//! Configuration for the gateway
//!
//! Configuration is loaded in order of precedence:
//! 1. Environment variables (highest priority)
//! 2. Config file (~/.config/crossgate/config.toml)
//! 3. Built-in defaults (lowest priority)

use serde::Deserialize;
use std::net::SocketAddr;
use std::path::PathBuf;
use std::time::Duration;

/// Version info
pub const VERSION: &str = env!("CARGO_PKG_VERSION");

/// Models that require a Pro+ credential (`opus_enabled`) beyond the
/// substring checks in [`requires_pro_plus`].
pub const PRO_PLUS_MODELS: &[&str] = &["claude-opus-4", "claude-opus-4-5", "claude-sonnet-4-6"];

/// Models that routinely pause mid-generation on large contexts and get a
/// longer inter-chunk timeout.
pub const SLOW_MODELS: &[&str] = &["claude-opus-4", "claude-opus-4-5"];

/// Check whether a model is restricted to Pro+ credentials.
pub fn requires_pro_plus(model: &str) -> bool {
    if model.is_empty() {
        return false;
    }
    if PRO_PLUS_MODELS.contains(&model) {
        return true;
    }
    let lower = model.to_lowercase();
    if lower.contains("opus") {
        return true;
    }
    // The sonnet-4.6 family is Pro+-gated upstream
    lower.contains("sonnet") && (lower.contains("4-6") || lower.contains("4.6"))
}

/// Per-model multiplier over the base stream-read timeout.
///
/// Slow models and Pro+-tier models get more headroom between chunks.
pub fn adaptive_timeout(model: &str, base: Duration) -> Duration {
    let lower = model.to_lowercase();
    let slow = SLOW_MODELS.iter().any(|m| lower.contains(m)) || requires_pro_plus(model);
    if slow {
        base.mul_f64(2.0)
    } else {
        base
    }
}

/// Application configuration
#[derive(Debug, Clone)]
pub struct Config {
    /// Address to bind the gateway server to
    pub bind_addr: SocketAddr,

    /// SQLite database path for credentials and accounts
    pub database_path: PathBuf,

    /// Directory for log files
    pub log_dir: PathBuf,

    /// Secret used to derive the at-rest encryption key for stored tokens
    pub encryption_secret: String,

    /// Gateway master API key; requests presenting it use the public pool
    pub proxy_api_key: Option<String>,

    /// Default upstream region when a credential does not specify one
    pub region: String,

    /// Profile ARN passed through to upstream requests when set
    pub profile_arn: Option<String>,

    /// Timeout waiting for the first upstream byte before retrying
    pub first_token_timeout: Duration,

    /// Number of full-request retries when no first byte arrives
    pub first_token_max_retries: u32,

    /// Base per-chunk read timeout (scaled per model)
    pub stream_read_timeout: Duration,

    /// Consecutive chunk timeouts tolerated before the stream is dead
    pub max_consecutive_timeouts: u32,

    /// Minimum success rate before a credential is heavily penalized
    pub token_min_success_rate: f64,

    /// Interval between background credential health sweeps
    pub token_health_check_interval: Duration,

    /// Maximum cached credential managers (LRU)
    pub auth_manager_cache_max_size: usize,

    /// Tool descriptions longer than this are relocated to the system prompt
    pub tool_description_max_length: usize,

    /// Self-use mode: the public pool is disabled and anonymous requests fail
    pub self_use: bool,

    /// Show internal error details to clients
    pub debug_mode: bool,
}

impl Default for Config {
    fn default() -> Self {
        Self {
            bind_addr: "127.0.0.1:8000".parse().unwrap(),
            database_path: PathBuf::from("./crossgate.db"),
            log_dir: PathBuf::from("./logs"),
            encryption_secret: String::new(),
            proxy_api_key: None,
            region: "us-east-1".to_string(),
            profile_arn: None,
            first_token_timeout: Duration::from_secs(60),
            first_token_max_retries: 2,
            stream_read_timeout: Duration::from_secs(30),
            max_consecutive_timeouts: 3,
            token_min_success_rate: 0.5,
            token_health_check_interval: Duration::from_secs(600),
            auth_manager_cache_max_size: 100,
            tool_description_max_length: 4096,
            self_use: false,
            debug_mode: false,
        }
    }
}

/// Config file structure (subset of Config that makes sense to persist)
#[derive(Debug, Deserialize, Default)]
struct FileConfig {
    bind_addr: Option<String>,
    database_path: Option<String>,
    log_dir: Option<String>,
    encryption_secret: Option<String>,
    proxy_api_key: Option<String>,
    region: Option<String>,
    profile_arn: Option<String>,
    first_token_timeout_secs: Option<u64>,
    first_token_max_retries: Option<u32>,
    stream_read_timeout_secs: Option<u64>,
    max_consecutive_timeouts: Option<u32>,
    token_min_success_rate: Option<f64>,
    token_health_check_interval_secs: Option<u64>,
    auth_manager_cache_max_size: Option<usize>,
    tool_description_max_length: Option<usize>,
    self_use: Option<bool>,
    debug_mode: Option<bool>,
}

impl Config {
    /// Load configuration: defaults, then config file, then environment.
    pub fn load() -> Self {
        let mut config = Config::default();

        if let Some(file) = read_config_file() {
            config.apply_file(file);
        }
        config.apply_env();
        config
    }

    fn apply_file(&mut self, file: FileConfig) {
        if let Some(addr) = file.bind_addr.and_then(|s| s.parse().ok()) {
            self.bind_addr = addr;
        }
        if let Some(path) = file.database_path {
            self.database_path = PathBuf::from(path);
        }
        if let Some(path) = file.log_dir {
            self.log_dir = PathBuf::from(path);
        }
        if let Some(secret) = file.encryption_secret {
            self.encryption_secret = secret;
        }
        if let Some(key) = file.proxy_api_key {
            self.proxy_api_key = Some(key);
        }
        if let Some(region) = file.region {
            self.region = region;
        }
        if let Some(arn) = file.profile_arn {
            self.profile_arn = Some(arn);
        }
        if let Some(secs) = file.first_token_timeout_secs {
            self.first_token_timeout = Duration::from_secs(secs);
        }
        if let Some(n) = file.first_token_max_retries {
            self.first_token_max_retries = n;
        }
        if let Some(secs) = file.stream_read_timeout_secs {
            self.stream_read_timeout = Duration::from_secs(secs);
        }
        if let Some(n) = file.max_consecutive_timeouts {
            self.max_consecutive_timeouts = n;
        }
        if let Some(rate) = file.token_min_success_rate {
            self.token_min_success_rate = rate;
        }
        if let Some(secs) = file.token_health_check_interval_secs {
            self.token_health_check_interval = Duration::from_secs(secs);
        }
        if let Some(n) = file.auth_manager_cache_max_size {
            self.auth_manager_cache_max_size = n;
        }
        if let Some(n) = file.tool_description_max_length {
            self.tool_description_max_length = n;
        }
        if let Some(b) = file.self_use {
            self.self_use = b;
        }
        if let Some(b) = file.debug_mode {
            self.debug_mode = b;
        }
    }

    fn apply_env(&mut self) {
        if let Some(addr) = env_parse::<SocketAddr>("CROSSGATE_BIND_ADDR") {
            self.bind_addr = addr;
        }
        if let Ok(path) = std::env::var("CROSSGATE_DATABASE_PATH") {
            self.database_path = PathBuf::from(path);
        }
        if let Ok(path) = std::env::var("CROSSGATE_LOG_DIR") {
            self.log_dir = PathBuf::from(path);
        }
        if let Ok(secret) = std::env::var("CROSSGATE_ENCRYPTION_SECRET") {
            self.encryption_secret = secret;
        }
        if let Ok(key) = std::env::var("CROSSGATE_PROXY_API_KEY") {
            self.proxy_api_key = Some(key);
        }
        if let Ok(region) = std::env::var("CROSSGATE_REGION") {
            self.region = region;
        }
        if let Ok(arn) = std::env::var("CROSSGATE_PROFILE_ARN") {
            self.profile_arn = Some(arn);
        }
        if let Some(secs) = env_parse::<u64>("CROSSGATE_FIRST_TOKEN_TIMEOUT") {
            self.first_token_timeout = Duration::from_secs(secs);
        }
        if let Some(n) = env_parse::<u32>("CROSSGATE_FIRST_TOKEN_MAX_RETRIES") {
            self.first_token_max_retries = n;
        }
        if let Some(secs) = env_parse::<u64>("CROSSGATE_STREAM_READ_TIMEOUT") {
            self.stream_read_timeout = Duration::from_secs(secs);
        }
        if let Some(n) = env_parse::<u32>("CROSSGATE_MAX_CONSECUTIVE_TIMEOUTS") {
            self.max_consecutive_timeouts = n;
        }
        if let Some(rate) = env_parse::<f64>("CROSSGATE_TOKEN_MIN_SUCCESS_RATE") {
            self.token_min_success_rate = rate;
        }
        if let Some(secs) = env_parse::<u64>("CROSSGATE_TOKEN_HEALTH_CHECK_INTERVAL") {
            self.token_health_check_interval = Duration::from_secs(secs);
        }
        if let Some(n) = env_parse::<usize>("CROSSGATE_AUTH_MANAGER_CACHE_MAX_SIZE") {
            self.auth_manager_cache_max_size = n;
        }
        if let Some(n) = env_parse::<usize>("CROSSGATE_TOOL_DESCRIPTION_MAX_LENGTH") {
            self.tool_description_max_length = n;
        }
        if let Some(b) = env_parse::<bool>("CROSSGATE_SELF_USE") {
            self.self_use = b;
        }
        if let Some(b) = env_parse::<bool>("CROSSGATE_DEBUG_MODE") {
            self.debug_mode = b;
        }
    }
}

fn env_parse<T: std::str::FromStr>(name: &str) -> Option<T> {
    std::env::var(name).ok().and_then(|v| v.parse().ok())
}

fn read_config_file() -> Option<FileConfig> {
    let path = dirs::config_dir()?.join("crossgate").join("config.toml");
    let contents = std::fs::read_to_string(&path).ok()?;
    match toml::from_str(&contents) {
        Ok(file) => Some(file),
        Err(e) => {
            tracing::warn!("Failed to parse {}: {}", path.display(), e);
            None
        }
    }
}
----
• [Instructions for the task]:
Copy only the lines in the listing that contain "credentials".

• [Exercise output]:
/// Check whether a model is restricted to Pro+ credentials.
    /// SQLite database path for credentials and accounts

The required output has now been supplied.